India must reassess its affirmative action programmes

Poor, children, child, kids, education, poverty, welfare schemes, child labour, protection, trafficking
Business Standard Editorial Comment Mumbai
3 min read Last Updated : Oct 15 2021 | 12:11 AM IST
In 2019, the global Multidimensional Poverty Index (MPI) report revealed that India had lifted 271 million people out of poverty between 2006 and 2016, recording one of the fastest reductions in index values, according to the annual study conducted by the United Nations Development Programme (UNDP), the Oxford Poverty and Human Development Initiative (OPHI). Multidimensional poverty measures poverty not just in terms of income but access to health care, education, and general living standards (drinking water, safety, electricity, housing, and so on) and offers a more realistic view of social standards. While the decadal data was a justifiable cause for celebration, especially on metrics such as infant mortality, the concern remains the fruits of rapid economic growth were unevenly distributed. This year’s MPI confirmed that. It studied that aspect in greater detail in 41 of the 109 developing countries on the index and its findings underline the point that the incidence of multidimensional poverty is exponentially greater for socially marginalised sections of society that, coincidentally, are the focus of India’s affirmative action programmes.

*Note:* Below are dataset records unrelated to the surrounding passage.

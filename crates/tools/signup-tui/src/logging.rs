//! Tracing setup. The terminal belongs to the UI, so events go to a file.

use crate::config::LoggingConfig;
use anyhow::{Context, Result};
use std::fs::{File, OpenOptions};
use std::sync::Mutex;
use tracing_subscriber::EnvFilter;

/// `RUST_LOG` wins over the configured filter when it is set.
pub fn env_filter(default_filter: &str) -> Result<EnvFilter> {
    match EnvFilter::try_from_default_env() {
        Ok(filter) => Ok(filter),
        Err(_) => EnvFilter::try_new(default_filter)
            .with_context(|| format!("Invalid log filter '{default_filter}'")),
    }
}

pub fn init(config: &LoggingConfig, default_filter: &str) -> Result<()> {
    let file = open_log_file(config)?;
    let filter = env_filter(default_filter)?;

    let builder = tracing_subscriber::fmt()
        .with_env_filter(filter)
        .with_writer(Mutex::new(file))
        .with_ansi(false)
        .with_target(true)
        .with_level(true);

    let result = match config.format.to_lowercase().as_str() {
        "json" => builder.json().try_init(),
        "compact" => builder.compact().try_init(),
        _ => builder.pretty().try_init(),
    };
    result.map_err(|e| anyhow::anyhow!("Failed to install tracing subscriber: {e}"))
}

fn open_log_file(config: &LoggingConfig) -> Result<File> {
    if let Some(dir) = config.file.parent().filter(|d| !d.as_os_str().is_empty()) {
        std::fs::create_dir_all(dir)
            .with_context(|| format!("Failed to create log directory {}", dir.display()))?;
    }
    OpenOptions::new()
        .create(true)
        .append(true)
        .open(&config.file)
        .with_context(|| format!("Failed to open log file {}", config.file.display()))
}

The 2021 MPI study is based on the 2015-16 survey data and, therefore, does not include the impact of major disruptive events to livelihoods since then — demonetisation in 2016, the Covid-19-induced lockdown of 2020, and the second wave of the pandemic in early 2021. All the same, the broad indicators suggest there is work to be done in truly achieving sabka saath, sabka vikas, the signature slogan of the National Democratic Alliance government. Even as India was being feted for rapid poverty reduction, the UNDP-OPHI study showed that nearly 27.9 per cent of Indians were multi-dimensionally poor and another 19.3 per cent classified as vulnerable to multidimensional poverty. For China, India’s Asian rival, the corresponding figures are 3.9 per cent and 17.4 per cent, a potent pointer to the power of efficient economic reform. But a more apt comparison may lie in neighbouring Bangladesh, where the focus on low-cost manufacturing has had a salutary impact on incomes and livelihoods; 24.6 per cent of the population were multi-dimensionally poor and 18.2 per cent classified as vulnerable to multidimensional poverty.

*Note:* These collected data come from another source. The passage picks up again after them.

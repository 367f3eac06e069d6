//! The four one-shot actions behind the signup page's buttons.
//!
//! Each action checks its own local precondition, makes a single API call and
//! turns the result into an [`ActionOutcome`]. API failures are logged and
//! swallowed: the user sees nothing for them. No action retries.

use crate::api::{EmailCertification, SignupApi, SignupPayload};
use crate::draft::{SignupDraft, SignupField};
use crate::error::ApiError;
use tracing::{debug, error};

#[derive(Debug, Clone, Copy, PartialEq, Eq, Hash)]
pub enum ActionKind {
    CheckUserId,
    SendEmailCode,
    VerifyEmailCode,
    SubmitSignup,
}

impl ActionKind {
    pub const ALL: [ActionKind; 4] = [
        ActionKind::CheckUserId,
        ActionKind::SendEmailCode,
        ActionKind::VerifyEmailCode,
        ActionKind::SubmitSignup,
    ];

    pub(crate) fn index(self) -> usize {
        match self {
            ActionKind::CheckUserId => 0,
            ActionKind::SendEmailCode => 1,
            ActionKind::VerifyEmailCode => 2,
            ActionKind::SubmitSignup => 3,
        }
    }

    /// Context label written to the log when the API call fails.
    pub fn failure_label(self) -> &'static str {
        match self {
            ActionKind::CheckUserId => "중복확인 중 에러 발생",
            ActionKind::SendEmailCode => "인증번호 전송 중 에러 발생",
            ActionKind::VerifyEmailCode => "인증번호 확인 중 에러 발생",
            ActionKind::SubmitSignup => "회원가입 중 에러 발생",
        }
    }

    /// Caption of the button that triggers the action.
    pub fn button_label(self) -> &'static str {
        match self {
            ActionKind::CheckUserId => "중복확인",
            ActionKind::SendEmailCode => "인증번호 전송",
            ActionKind::VerifyEmailCode => "인증하기",
            ActionKind::SubmitSignup => "가입하기",
        }
    }
}

#[derive(Debug, Clone, PartialEq, Eq)]
pub enum ActionOutcome {
    /// A required value was missing; no request was made.
    Prompt(String),
    /// The server answered with a message for the user.
    Alert(String),
    /// The server answered with an empty body.
    Silent,
    /// The request failed. It has been logged and is not shown.
    Failed,
}

impl ActionOutcome {
    /// Text to surface to the user, if any.
    pub fn user_message(&self) -> Option<&str> {
        match self {
            ActionOutcome::Prompt(message) | ActionOutcome::Alert(message) => Some(message),
            ActionOutcome::Silent | ActionOutcome::Failed => None,
        }
    }
}

/// An action together with the field values it was triggered with.
#[derive(Debug, Clone, PartialEq, Eq)]
pub enum ActionRequest {
    CheckUserId { user_id: String },
    SendEmailCode { email: String },
    VerifyEmailCode(EmailCertification),
    SubmitSignup(SignupPayload),
}

impl ActionRequest {
    pub fn check_user_id(draft: &SignupDraft) -> Self {
        ActionRequest::CheckUserId {
            user_id: draft.id.clone(),
        }
    }

    pub fn send_email_code(draft: &SignupDraft) -> Self {
        ActionRequest::SendEmailCode {
            email: draft.email.clone(),
        }
    }

    pub fn verify_email_code(draft: &SignupDraft) -> Self {
        ActionRequest::VerifyEmailCode(draft.email_certification())
    }

    /// Takes a payload produced by [`crate::SignupForm::handle_submit`].
    pub fn submit_signup(payload: SignupPayload) -> Self {
        ActionRequest::SubmitSignup(payload)
    }

    pub fn kind(&self) -> ActionKind {
        match self {
            ActionRequest::CheckUserId { .. } => ActionKind::CheckUserId,
            ActionRequest::SendEmailCode { .. } => ActionKind::SendEmailCode,
            ActionRequest::VerifyEmailCode(_) => ActionKind::VerifyEmailCode,
            ActionRequest::SubmitSignup(_) => ActionKind::SubmitSignup,
        }
    }
}

fn failed(kind: ActionKind, err: &ApiError) -> ActionOutcome {
    error!(action = ?kind, error = %err, "{}", kind.failure_label());
    ActionOutcome::Failed
}

fn prompt(field: SignupField) -> ActionOutcome {
    ActionOutcome::Prompt(field.required_message().to_string())
}

pub async fn check_user_id(api: &dyn SignupApi, user_id: &str) -> ActionOutcome {
    if user_id.is_empty() {
        return prompt(SignupField::Id);
    }
    debug!(user_id, "Checking user id availability");
    match api.check_user_id(user_id).await {
        Ok(result) => ActionOutcome::Alert(result.message),
        Err(err) => failed(ActionKind::CheckUserId, &err),
    }
}

pub async fn send_email_code(api: &dyn SignupApi, email: &str) -> ActionOutcome {
    if email.is_empty() {
        return prompt(SignupField::Email);
    }
    debug!(email, "Requesting verification code");
    match api.send_email_code(email).await {
        Ok(Some(result)) => ActionOutcome::Alert(result.message),
        Ok(None) => ActionOutcome::Silent,
        Err(err) => failed(ActionKind::SendEmailCode, &err),
    }
}

/// Only the code is required locally; the email is sent as-is.
pub async fn verify_email_code(
    api: &dyn SignupApi,
    certification: &EmailCertification,
) -> ActionOutcome {
    if certification.code.is_empty() {
        return prompt(SignupField::EmailConfirm);
    }
    debug!(email = %certification.email, "Verifying email code");
    match api.verify_email_code(certification).await {
        Ok(Some(result)) => ActionOutcome::Alert(result.message),
        Ok(None) => ActionOutcome::Silent,
        Err(err) => failed(ActionKind::VerifyEmailCode, &err),
    }
}

pub async fn submit_signup(api: &dyn SignupApi, payload: &SignupPayload) -> ActionOutcome {
    debug!(user_id = %payload.user_id, "Submitting signup");
    match api.signup(payload).await {
        Ok(Some(result)) => ActionOutcome::Alert(result.message),
        Ok(None) => ActionOutcome::Silent,
        Err(err) => failed(ActionKind::SubmitSignup, &err),
    }
}

pub async fn run(api: &dyn SignupApi, request: &ActionRequest) -> ActionOutcome {
    match request {
        ActionRequest::CheckUserId { user_id } => check_user_id(api, user_id).await,
        ActionRequest::SendEmailCode { email } => send_email_code(api, email).await,
        ActionRequest::VerifyEmailCode(certification) => {
            verify_email_code(api, certification).await
        }
        ActionRequest::SubmitSignup(payload) => submit_signup(api, payload).await,
    }
}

In India, however, the key concern is the metrics that highlight the concentration of deprivation. More than half (50.6 per cent) of the scheduled tribes (STs), a third (33.3 per cent) of the scheduled castes (SCs), and over a quarter (27.2 per cent) of the Other Backward Classes (OBCs) suffered multidimensional poverty. This contrasts with 15.6 per cent among those outside these reserved groups and 21.6 per cent for those that belonged to no caste or tribe. Worse, the level of deprivation they suffer is high. The intensity of deprivations, which is the average deprivation score among people living in multidimensional poverty, for the STs was 45.9, for the SCs 44.1, and for the OBCs 43.5. If these are the numbers when India’s economy was recording higher growth, it is worth wondering how they fared when growth slowed after 2016 and then stalled because of the pandemic. Overall, this data offers a compelling argument for a constructive reassessment of India’s affirmative action programmes. Though the index does show that efforts have borne fruit in areas such as infant mortality, electricity and water availability, the need of the hour is clearly towards affirmative action in terms of access to health and education. That would be an effective way of equipping poor people with tools to access economic opportunities and overcome ingrained societal prejudices that keep them mired in sub-Saharan standards of living.